** Exercise brief **
Down to the final line, print the records again exactly.

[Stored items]
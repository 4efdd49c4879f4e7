use clap::Parser;
use itertools::Itertools;
use spotwindow::quantity::rate::KilowattHourRate;

use crate::{cli::InputArgs, prelude::*, tables::build_series_table};

#[derive(Parser)]
pub struct PricesArgs {
    #[clap(flatten)]
    input: InputArgs,

    /// Show the prices with the value-added tax.
    #[clap(long, env = "SPOTWINDOW_INCLUDE_TAX")]
    include_tax: bool,

    /// Only show the prices at or below the threshold, in cents per kilowatt-hour.
    #[clap(long)]
    below: Option<KilowattHourRate>,

    /// Print JSON instead of a table.
    #[clap(long)]
    json: bool,
}

impl PricesArgs {
    pub fn run(&self) -> Result {
        let series = self.input.load()?;
        let time_zone = self.input.time_zone();

        if self.json {
            println!("{}", serde_json::to_string_pretty(&series)?);
            return Ok(());
        }

        let points = match self.below {
            Some(threshold) => {
                let points = series.below(threshold, self.include_tax).copied().collect_vec();
                info!(%threshold, len = points.len(), "filtered");
                points
            }
            None => series.to_vec(),
        };
        println!("{}", build_series_table(&series, &points, self.include_tax, time_zone));
        if let Some(current) = series.current(self.input.now()) {
            info!(price = %series.rate(current, self.include_tax), "current");
        }
        Ok(())
    }
}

** Expected answer **
repository 4efdd49c4879f4e7
use clap::Parser;
use itertools::Itertools;
use spotwindow::quantity::rate::KilowattHourRate;

use crate::{cli::InputArgs, prelude::*, tables::build_series_table};

#[derive(Parser)]
pub struct PricesArgs {
    #[clap(flatten)]
    input: InputArgs,

    /// Show the prices with the value-added tax.
    #[clap(long, env = "SPOTWINDOW_INCLUDE_TAX")]
    include_tax: bool,

    /// Only show the prices at or below the threshold, in cents per kilowatt-hour.
    #[clap(long)]
    below: Option<KilowattHourRate>,

    /// Print JSON instead of a table.
    #[clap(long)]
    json: bool,
}

impl PricesArgs {
    pub fn run(&self) -> Result {
        let series = self.input.load()?;
        let time_zone = self.input.time_zone();

        if self.json {
            println!("{}", serde_json::to_string_pretty(&series)?);
            return Ok(());
        }

        let points = match self.below {
            Some(threshold) => {
                let points = series.below(threshold, self.include_tax).copied().collect_vec();
                info!(%threshold, len = points.len(), "filtered");
                points
            }
            None => series.to_vec(),
        };
        println!("{}", build_series_table(&series, &points, self.include_tax, time_zone));
        if let Some(current) = series.current(self.input.now()) {
            info!(price = %series.rate(current, self.include_tax), "current");
        }
        Ok(())
    }
}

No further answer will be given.